Prejudices and Steteotypes are age-old maladies in this world. And I believe as long as we have a thinking mind, we will always have a bias against someone. We will always hate someone or be hated. This is undisputed. The issue comes when people decide to act on the HATE.

“Thou shalt love thy neighbour as thyself.” Why do you think God had to get that written down in the commandments above all things? And why not “Love thy kids?” for that matter (sic). Because God knew man: that there will always be a neighbor that we don’t like.

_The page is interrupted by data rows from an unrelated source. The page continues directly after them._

//! Application context and compositor loop.
//!
//! [`App`] owns every subsystem (the screen surface, the layer stack,
//! the OSC server, the recorder and the runtime flags) and threads them
//! to each other explicitly on construction. The winit event loop drives
//! the fixed-cadence tick: poll input, render the stack, feed the
//! recorder, present the backbuffer, wait for the next tick boundary.

use std::num::NonZeroU32;
use std::sync::atomic::{AtomicBool, Ordering};
use std::sync::Arc;
use std::time::Instant;

use winit::application::ApplicationHandler;
use winit::event::{ElementState, KeyEvent, WindowEvent};
use winit::event_loop::{ActiveEventLoop, ControlFlow, EventLoop};
use winit::keyboard::{KeyCode, PhysicalKey};
use winit::window::{Fullscreen, Window, WindowId};

use crate::config::{Settings, DEFAULT_SCREEN_BPP};
use crate::errors::{LumenError, Result};
use crate::layer::{box_layer, image, text, video, LayerList};
use crate::osc::server::OscServer;
use crate::recorder::Recorder;
use crate::surface::{PixelFormat, Surface};

struct Gfx {
    // the context must stay alive for the surface to present
    _context: softbuffer::Context<Arc<Window>>,
    surface: softbuffer::Surface<Arc<Window>, Arc<Window>>,
}

pub struct App {
    settings: Settings,

    screen: Surface,
    layers: Arc<LayerList>,
    server: Arc<OscServer>,
    recorder: Arc<Recorder>,
    dump_osc: Arc<AtomicBool>,

    window: Option<Arc<Window>>,
    gfx: Option<Gfx>,
    fullscreen: bool,
    cursor_visible: bool,
    next_tick: Instant,
    fatal: Option<LumenError>,
}

impl App {
    /// Builds the subsystems. No sockets or windows are created yet;
    /// that happens in [`run`](Self::run).
    #[must_use]
    pub fn new(settings: Settings) -> Self {
        if let Err(err) = video_rs::init() {
            log::warn!("media backend init failed: {err}");
        }

        let dump_osc = Arc::new(AtomicBool::new(false));
        let server = OscServer::new(Arc::clone(&dump_osc));
        let layers = Arc::new(LayerList::new());
        let recorder = Recorder::new(settings.width, settings.height, settings.framerate);
        let screen = Surface::new(settings.width, settings.height, PixelFormat::Rgba8888);

        let fullscreen = settings.fullscreen;
        let cursor_visible = settings.show_cursor;

        Self {
            settings,
            screen,
            layers,
            server,
            recorder,
            dump_osc,
            window: None,
            gfx: None,
            fullscreen,
            cursor_visible,
            next_tick: Instant::now(),
            fatal: None,
        }
    }

    /// Opens the control socket, registers the layer kinds and the
    /// recorder, and runs the compositor loop until exit.
    pub fn run(mut self) -> Result<()> {
        if self.settings.bpp != DEFAULT_SCREEN_BPP {
            log::warn!(
                "only {DEFAULT_SCREEN_BPP} bpp output is supported, ignoring -B {}",
                self.settings.bpp
            );
        }

        self.server.open(&self.settings.port)?;
        log::info!("listening for OSC on port {}", self.settings.port);

        self.recorder.register_methods(&self.server);

        let screen_size = self.settings.screen_size();
        image::register(&self.server, &self.layers, screen_size);
        video::register(&self.server, &self.layers, screen_size);
        box_layer::register(&self.server, &self.layers);
        text::register(&self.server, &self.layers, screen_size);

        let event_loop = EventLoop::new()?;
        event_loop.set_control_flow(ControlFlow::Poll);
        self.next_tick = Instant::now();
        event_loop.run_app(&mut self)?;

        match self.fatal.take() {
            Some(err) => Err(err),
            None => Ok(()),
        }
    }

    /// One compositor tick: render the stack, feed the recorder, present.
    fn tick(&mut self) {
        self.layers.render(&mut self.screen);
        self.recorder.record(&self.screen);
        self.present();
    }

    fn present(&mut self) {
        let Some(gfx) = self.gfx.as_mut() else {
            return;
        };

        let (width, height) = self.screen.size();
        let (Some(nw), Some(nh)) = (NonZeroU32::new(width), NonZeroU32::new(height)) else {
            return;
        };
        if let Err(err) = gfx.surface.resize(nw, nh) {
            log::error!("backbuffer resize failed: {err}");
            return;
        }

        match gfx.surface.buffer_mut() {
            Ok(mut buffer) => {
                for (dst, src) in buffer.iter_mut().zip(self.screen.pixels().chunks_exact(4)) {
                    *dst = (u32::from(src[0]) << 16) | (u32::from(src[1]) << 8) | u32::from(src[2]);
                }
                if let Err(err) = buffer.present() {
                    log::error!("present failed: {err}");
                }
            }
            Err(err) => log::error!("backbuffer unavailable: {err}"),
        }
    }

    fn handle_key(&mut self, code: KeyCode, event_loop: &ActiveEventLoop) {
        match code {
            KeyCode::F11 => {
                self.fullscreen = !self.fullscreen;
                if let Some(window) = &self.window {
                    window.set_fullscreen(
                        self.fullscreen.then(|| Fullscreen::Borderless(None)),
                    );
                }
            }
            KeyCode::F10 => {
                self.cursor_visible = !self.cursor_visible;
                if let Some(window) = &self.window {
                    window.set_cursor_visible(self.cursor_visible);
                }
            }
            KeyCode::F9 => {
                let was = self.dump_osc.fetch_xor(true, Ordering::Relaxed);
                log::info!("OSC dump {}", if was { "off" } else { "on" });
            }
            KeyCode::Escape => event_loop.exit(),
            _ => {}
        }
    }

    fn shutdown(&mut self) {
        self.server.stop();
        self.recorder.stop();
        for layer in self.layers.drain() {
            for id in layer.take_registrations() {
                self.server.del_method(id);
            }
        }
    }
}

impl ApplicationHandler for App {
    fn resumed(&mut self, event_loop: &ActiveEventLoop) {
        if self.window.is_some() {
            return;
        }

        let mut attrs = Window::default_attributes()
            .with_title("Lumen Compositor")
            .with_inner_size(winit::dpi::PhysicalSize::new(
                self.settings.width,
                self.settings.height,
            ))
            .with_resizable(false);
        if self.fullscreen {
            attrs = attrs.with_fullscreen(Some(Fullscreen::Borderless(None)));
        }

        let window = match event_loop.create_window(attrs) {
            Ok(window) => Arc::new(window),
            Err(err) => {
                self.fatal = Some(err.into());
                event_loop.exit();
                return;
            }
        };
        window.set_cursor_visible(self.cursor_visible);

        let gfx = softbuffer::Context::new(Arc::clone(&window)).and_then(|context| {
            let surface = softbuffer::Surface::new(&context, Arc::clone(&window))?;
            Ok(Gfx {
                _context: context,
                surface,
            })
        });
        match gfx {
            Ok(gfx) => {
                log::info!(
                    "presenting {}x{} via software backbuffer",
                    self.settings.width,
                    self.settings.height
                );
                self.gfx = Some(gfx);
                self.window = Some(window);
            }
            Err(err) => {
                self.fatal = Some(err.into());
                event_loop.exit();
            }
        }
    }

    fn window_event(
        &mut self,
        event_loop: &ActiveEventLoop,
        _window_id: WindowId,
        event: WindowEvent,
    ) {
        match event {
            WindowEvent::CloseRequested => event_loop.exit(),
            WindowEvent::KeyboardInput {
                event:
                    KeyEvent {
                        physical_key: PhysicalKey::Code(code),
                        state: ElementState::Pressed,
                        repeat: false,
                        ..
                    },
                ..
            } => self.handle_key(code, event_loop),
            WindowEvent::RedrawRequested => self.tick(),
            _ => {}
        }
    }

    fn about_to_wait(&mut self, event_loop: &ActiveEventLoop) {
        let now = Instant::now();
        if now >= self.next_tick {
            let delay = self.settings.frame_delay();
            self.next_tick += delay;
            if self.next_tick <= now {
                // a stalled tick does not cause a burst of catch-up frames
                self.next_tick = now + delay;
            }
            if let Some(window) = &self.window {
                window.request_redraw();
            }
        }
        event_loop.set_control_flow(ControlFlow::WaitUntil(self.next_tick));
    }

    fn exiting(&mut self, _event_loop: &ActiveEventLoop) {
        self.shutdown();
    }
}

So today I decided to painfully read up all the racist slurs, the debate and mostly hate comments that people anonymously post on their Social Media profile. And we arrive to the pick of the day. DISCRIMINATION: the buzz word of the season; thanks to the rather late awakening of some powerful people, who decided to sit up, only after the death of a young innocent kid.

I never knew what racial discrimination was until I was 17. I was in a catholic school most of my years before that, brought up amongst people from different parts of the state with different types of dialects. I never favored a friend because she was of a particular caste or class or religion. Then Delhi happened.  I was not prepared. I was never made to travel outside of my home-state.  It just never occurred to me that I needed to, I was happy in my shell, protected. And I know my dear small-town readers who came to this “City of Wonders” know what I am trying to say. Wondrous indeed. I cannot lie, Delhi gave me a lot of things to cherish, but equal amount of unwarranted discrimination as well. I needed to acclimatized to the stereotypes that people had against NE people. Maybe more than people are required to, when one moves generously from a place to the other.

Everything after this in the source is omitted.